In summary, evidence to date is suggestive of a neuroprotective role for MedDiet but variation between studies makes it difficult to draw firm conclusions. Further investigation is needed to determine whether the MedDiet represents an optimal dietary pattern for protection against neurodegeneration in representative populations.

Another proposed neuroprotective dietary pattern, called MIND (Mediterranean-DASH diet Intervention for Neurodegeneration Delay), has been recently described¹⁶. The MIND diet is a modified version of MedDiet but incorporates additional foods based on current evidence in the diet-dementia field¹⁶. In one population-based study, the MIND score was more predictive of cognitive decline than the MedDiet score¹⁶ and higher MIND score was associated with reduced Alzheimer’s disease (AD)¹⁷. While these results in mostly older white females are encouraging, they require confirmation in other populations.

We aimed to determine the association between proposed neuroprotective dietary patterns characterized by the MedDiet and MIND scores, and objectively measured cognitive performance in a large sample of older adults from the nationally-representative population-based Health and Retirement Study (HRS).

METHODS

We used data from the HRS, a longitudinal, nationally representative survey in 30,000 community-dwelling adults aged > 50 years.
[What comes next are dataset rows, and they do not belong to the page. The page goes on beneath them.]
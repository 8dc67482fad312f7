//! Row validation
//!
//! Every check runs on every row; failures are collected, never short-circuit.
//! Check order is fixed: required-field presence, duplicate key, then each
//! column's coercion in field-table order.

use crate::config::Vocabulary;
use crate::fields::FieldError;
use crate::record::{CoercedRow, MeshRecord, RawRecord};
use crate::schema::{self, FieldSpec, KEY_FIELD};
use serde::Serialize;
use thiserror::Error;

/// The kinds of row-scoped failure
#[derive(Debug, Clone, Copy, PartialEq, Eq, Hash, Serialize)]
pub enum ErrorKind {
    MissingRequiredField,
    DuplicateKey,
    InvalidEnum,
    NotNumeric,
    OutOfRange,
    InvalidBoolean,
    NotInteger,
    InvalidListElement,
}

impl std::fmt::Display for ErrorKind {
    fn fmt(&self, f: &mut std::fmt::Formatter<'_>) -> std::fmt::Result {
        std::fmt::Debug::fmt(self, f)
    }
}

/// One reason a row was excluded. `Display` is the report line.
#[derive(Debug, Clone, PartialEq, Error)]
pub enum RowError {
    #[error("Empty value at line {line} for '{field}': required field is missing")]
    MissingRequiredField { line: usize, field: String },

    #[error("Duplicate key at line {line} for '{field}': {key} occurs more than once in the batch")]
    DuplicateKey {
        line: usize,
        field: String,
        key: String,
    },

    #[error("Error at line {line} for '{}': {error}", .error.field())]
    InvalidField { line: usize, error: FieldError },
}

impl RowError {
    pub fn line(&self) -> usize {
        match self {
            RowError::MissingRequiredField { line, .. }
            | RowError::DuplicateKey { line, .. }
            | RowError::InvalidField { line, .. } => *line,
        }
    }

    pub fn field(&self) -> &str {
        match self {
            RowError::MissingRequiredField { field, .. } | RowError::DuplicateKey { field, .. } => {
                field
            },
            RowError::InvalidField { error, .. } => error.field(),
        }
    }

    pub fn kind(&self) -> ErrorKind {
        match self {
            RowError::MissingRequiredField { .. } => ErrorKind::MissingRequiredField,
            RowError::DuplicateKey { .. } => ErrorKind::DuplicateKey,
            RowError::InvalidField { error, .. } => match error {
                FieldError::InvalidEnum { .. } => ErrorKind::InvalidEnum,
                FieldError::NotNumeric { .. } => ErrorKind::NotNumeric,
                FieldError::OutOfRange { .. } => ErrorKind::OutOfRange,
                FieldError::InvalidBoolean { .. } => ErrorKind::InvalidBoolean,
                FieldError::NotInteger { .. } => ErrorKind::NotInteger,
                FieldError::InvalidListElement { .. } => ErrorKind::InvalidListElement,
            },
        }
    }
}

/// Cell value, treating an empty string as missing whatever the null tokens are
fn present<'a>(record: &'a RawRecord, name: &str) -> Option<&'a str> {
    record.get(name).filter(|value| !value.is_empty())
}

/// Outcome of validating one row
#[derive(Debug, Clone, PartialEq)]
pub struct RowValidationResult {
    pub line: usize,
    /// Failures in check order; empty means the row is valid
    pub errors: Vec<RowError>,
    /// Every value that coerced, kept even when the row is excluded
    pub values: CoercedRow,
    /// Present exactly when `errors` is empty
    pub record: Option<MeshRecord>,
}

impl RowValidationResult {
    pub fn is_excluded(&self) -> bool {
        !self.errors.is_empty()
    }
}

/// Applies a field table to raw rows
#[derive(Debug, Clone)]
pub struct RowValidator {
    specs: Vec<FieldSpec>,
}

impl RowValidator {
    pub fn new(specs: Vec<FieldSpec>) -> Self {
        Self { specs }
    }

    /// Validator for mesh product rows
    pub fn for_mesh(vocab: &Vocabulary) -> Self {
        Self::new(schema::mesh_fields(vocab))
    }

    pub fn specs(&self) -> &[FieldSpec] {
        &self.specs
    }

    /// Validate `record`. `duplicated` says whether its key repeats in the batch.
    pub fn validate(&self, record: &RawRecord, duplicated: bool) -> RowValidationResult {
        let line = record.line();
        let mut errors = Vec::new();

        for spec in self.specs.iter().filter(|s| s.required) {
            if present(record, spec.name).is_none() {
                errors.push(RowError::MissingRequiredField {
                    line,
                    field: spec.name.to_string(),
                });
            }
        }

        if duplicated {
            errors.push(RowError::DuplicateKey {
                line,
                field: KEY_FIELD.to_string(),
                key: record.get(KEY_FIELD).unwrap_or_default().to_string(),
            });
        }

        let mut values = CoercedRow::default();
        for spec in &self.specs {
            let raw = present(record, spec.name);
            // Missing required cells were reported above
            if spec.required && raw.is_none() {
                continue;
            }
            match spec.coerce(raw) {
                Ok(value) => values.insert(spec.name, value),
                Err(error) => errors.push(RowError::InvalidField { line, error }),
            }
        }

        let record = if errors.is_empty() {
            match MeshRecord::from_coerced(&values) {
                Ok(record) => Some(record),
                Err(field) => {
                    errors.push(RowError::MissingRequiredField {
                        line,
                        field: field.to_string(),
                    });
                    None
                },
            }
        } else {
            None
        };

        RowValidationResult {
            line,
            errors,
            values,
            record,
        }
    }
}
The HRS commenced in 1992 to collect data on the antecedents and consequences of retirement in US adults and follows approximately 20,000 participants biennially. A detailed description of HRS has been published elsewhere¹⁸. The HRS was approved by the Health Sciences Institutional Review Board at the University of Michigan. All participants provided their consent on enrollment.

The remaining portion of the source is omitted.